In the records, find each line where "ClackUi" occurs, and copy it.

────────

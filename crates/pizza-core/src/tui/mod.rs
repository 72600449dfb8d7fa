//! CLI prompts using cliclack (Charm-style inline prompts)
//!
//! This module is optional and only available when the `tui` feature is enabled.

mod clack;
mod render;

pub use clack::ClackUi;

use crate::app::App;
use crate::config::{ConfigStore, DEFAULT_CONFIG_PATH};
use anyhow::{Context, Result};
use std::path::PathBuf;

/// Arguments for an interactive session
#[derive(Debug, Clone)]
pub struct RunArgs {
    /// Catalog config file; created with defaults when missing
    pub config_path: PathBuf,
}

impl Default for RunArgs {
    fn default() -> Self {
        Self {
            config_path: PathBuf::from(DEFAULT_CONFIG_PATH),
        }
    }
}

/// Run the interactive ordering console until the user quits
pub fn run(args: RunArgs) -> Result<()> {
    cliclack::intro("Pizza Order")?;

    let config = ConfigStore::open(&args.config_path).with_context(|| {
        format!("Failed to open config {}", args.config_path.display())
    })?;
    tracing::info!(config = %config.path().display(), "starting session");

    let mut app = App::new(config, ClackUi::new());
    app.run()?;

    cliclack::outro("Enjoy your meal!")?;
    Ok(())
}
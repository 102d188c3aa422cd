//! Aligned plain-text report generation.
//!
//! Tables use fixed column widths from [`ReportConfig`]; labels are left
//! aligned and values right aligned.

use crate::config::ReportConfig;
use crate::models::{
    heading, AnalysisReport, DeadlineSection, FilteredSection, FrequencySection,
    MostCommonValue, PostingSection, StatisticsSection, TitleCountSection, UniqueSection,
};
use indexmap::IndexMap;

/// Width the filtered-table title is right-aligned in.
const FILTERED_TITLE_WIDTH: usize = 50;

/// Generate the complete plain-text report.
pub fn generate_text_report(report: &AnalysisReport, layout: &ReportConfig) -> String {
    let mut output = String::new();

    output.push_str(&format!("Total Entries: {}\n", report.total_entries));
    output.push_str(&generate_most_common_section(&report.most_common));

    if let Some(ref frequent) = report.frequent {
        output.push_str(&generate_frequency_section(frequent, layout));
    }
    if let Some(ref statistics) = report.statistics {
        output.push_str(&generate_statistics_section(statistics, layout));
    }
    if let Some(ref postings) = report.posting_analysis {
        output.push_str(&generate_posting_section(postings, layout));
    }
    if let Some(ref ranking) = report.ranking {
        output.push_str(&generate_ranking_section(ranking, layout));
    }
    if let Some(ref filtered) = report.filtered {
        output.push_str(&generate_filtered_section(filtered, layout));
    }
    if let Some(ref titles) = report.title_counts {
        output.push_str(&generate_title_section(titles, layout));
    }
    if let Some(ref deadlines) = report.deadlines {
        output.push_str(&generate_deadline_section(deadlines, layout));
    }

    output.push_str(&generate_counts_section(&report.counts, layout));

    if let Some(ref unique) = report.unique {
        output.push_str(&generate_unique_section(unique, layout));
    }

    output
}

fn rule(c: char, width: usize) -> String {
    let mut line: String = std::iter::repeat(c).take(width).collect();
    line.push('\n');
    line
}

/// A label/value row in the two-column tables.
fn row(label: &str, value: &str, layout: &ReportConfig) -> String {
    format!(
        "{:<lw$} {:>vw$}\n",
        label,
        value,
        lw = layout.label_width,
        vw = layout.value_width
    )
}

/// Title, double rule, column header and single rule of a two-column table.
fn table_header(title: &str, label: &str, value: &str, layout: &ReportConfig) -> String {
    let mut header = String::new();

    header.push_str(&format!("\n{}\n", title));
    header.push_str(&rule('=', layout.rule_width));
    header.push_str(&row(label, value, layout));
    header.push_str(&rule('-', layout.rule_width));

    header
}

fn generate_most_common_section(values: &[MostCommonValue]) -> String {
    let mut section = String::new();

    for entry in values {
        let value = entry
            .value
            .as_ref()
            .map(|v| v.to_string())
            .unwrap_or_else(|| "N/A".to_string());
        section.push_str(&format!("Most common {}: {}\n", entry.field, value));
    }

    section
}

fn generate_frequency_section(frequent: &FrequencySection, layout: &ReportConfig) -> String {
    if frequent.entries.is_empty() {
        return String::new();
    }

    let mut section = table_header(
        "The Most Frequent Entries:",
        &heading(&frequent.field),
        "Frequency",
        layout,
    );

    for entry in &frequent.entries {
        section.push_str(&row(
            &entry.value.to_string(),
            &entry.count.to_string(),
            layout,
        ));
    }

    section
}

fn generate_statistics_section(statistics: &StatisticsSection, layout: &ReportConfig) -> String {
    let mut section = table_header(
        &format!("Summary Statistics on {}:", statistics.field),
        "Statistics",
        "Value",
        layout,
    );

    for (label, value) in statistics.summary.rows() {
        section.push_str(&row(label, &value, layout));
    }

    section
}

fn generate_posting_section(postings: &PostingSection, layout: &ReportConfig) -> String {
    let analysis = &postings.analysis;
    let mut section = table_header(
        &format!("Postings per {}:", postings.field),
        "Statistics",
        "Value",
        layout,
    );

    section.push_str(&row("Total postings", &analysis.total_postings.to_string(), layout));
    section.push_str(&row("Average", &format!("{:.2}", analysis.average), layout));
    section.push_str(&row("Minimum", &analysis.minimum.to_string(), layout));
    section.push_str(&row("Maximum", &analysis.maximum.to_string(), layout));
    section.push_str(&row(
        "Standard deviation",
        &format!("{:.2}", analysis.standard_deviation),
        layout,
    ));

    section
}

fn generate_ranking_section(ranking: &FrequencySection, layout: &ReportConfig) -> String {
    let width = layout.ranking_label_width + 1 + layout.value_width;
    let ranking_row = |label: &str, value: &str| {
        format!(
            "{:<lw$} {:>vw$}\n",
            label,
            value,
            lw = layout.ranking_label_width,
            vw = layout.value_width
        )
    };

    let mut section = String::new();

    section.push_str(&format!("\n{} Ranking:\n", heading(&ranking.field)));
    section.push_str(&rule('=', width));
    section.push_str(&ranking_row(&heading(&ranking.field), "Count"));
    section.push_str(&rule('-', width));

    for entry in &ranking.entries {
        section.push_str(&ranking_row(
            &entry.value.to_string(),
            &entry.count.to_string(),
        ));
    }

    section
}

fn generate_filtered_section(filtered: &FilteredSection, layout: &ReportConfig) -> String {
    if filtered.records.is_empty() || filtered.columns.is_empty() {
        return String::new();
    }

    let mut section = String::new();

    section.push_str(&format!(
        "\n{:>tw$}\n",
        "FILTERED DATA",
        tw = FILTERED_TITLE_WIDTH
    ));
    section.push_str(&rule('=', layout.detail_rule_width));

    let headers: Vec<String> = filtered.columns.iter().map(|c| c.to_string()).collect();
    section.push_str(&detail_line(&headers, layout));
    section.push_str(&rule('-', layout.detail_rule_width));

    for record in &filtered.records {
        let cells: Vec<String> = filtered
            .columns
            .iter()
            .map(|column| {
                record
                    .get(column)
                    .map(|value| value.to_string())
                    .unwrap_or_default()
            })
            .collect();
        section.push_str(&detail_line(&cells, layout));
    }

    section
}

/// First cell left aligned, the rest right aligned, single-space separated.
fn detail_line(cells: &[String], layout: &ReportConfig) -> String {
    let line: Vec<String> = cells
        .iter()
        .enumerate()
        .map(|(i, cell)| {
            if i == 0 {
                format!("{:<w$}", cell, w = layout.detail_first_width)
            } else {
                format!("{:>w$}", cell, w = layout.detail_width)
            }
        })
        .collect();

    format!("{}\n", line.join(" "))
}

fn generate_title_section(titles: &TitleCountSection, layout: &ReportConfig) -> String {
    let mut section = table_header(
        &format!("{} at {}:", heading(&titles.field), titles.organization),
        &heading(&titles.field),
        "Count",
        layout,
    );

    for entry in &titles.counts {
        section.push_str(&row(
            &entry.value.to_string(),
            &entry.count.to_string(),
            layout,
        ));
    }

    section
}

fn generate_deadline_section(deadlines: &DeadlineSection, layout: &ReportConfig) -> String {
    let mut section = table_header(
        &format!(
            "Application Deadlines on {} (as of {}):",
            deadlines.field,
            deadlines.today.format("%Y-%m-%d")
        ),
        "Status",
        "Postings",
        layout,
    );

    section.push_str(&row("Expired", &deadlines.expired_count.to_string(), layout));
    section.push_str(&row("Open", &deadlines.open_count.to_string(), layout));
    if deadlines.skipped_count > 0 {
        section.push_str(&row(
            "No valid date",
            &deadlines.skipped_count.to_string(),
            layout,
        ));
    }

    section
}

fn generate_counts_section(counts: &IndexMap<String, usize>, layout: &ReportConfig) -> String {
    if counts.is_empty() {
        return String::new();
    }

    let mut section = String::new();

    section.push_str("\nThe number of appearance:\n");
    section.push_str(&rule('=', layout.list_rule_width));
    for (label, count) in counts {
        section.push_str(&format!("{}: {}\n", label, count));
    }

    section
}

fn generate_unique_section(unique: &UniqueSection, layout: &ReportConfig) -> String {
    let mut section = String::new();

    section.push_str(&format!("\nAll Unique {}:\n", unique.label));
    section.push_str(&rule('=', layout.list_rule_width));
    for value in &unique.values {
        section.push_str(&format!("{}\n", value));
    }

    section
}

────────

- **RESPONSE BOX**:
pub use clack::ClackUi;
    let mut app = App::new(config, ClackUi::new());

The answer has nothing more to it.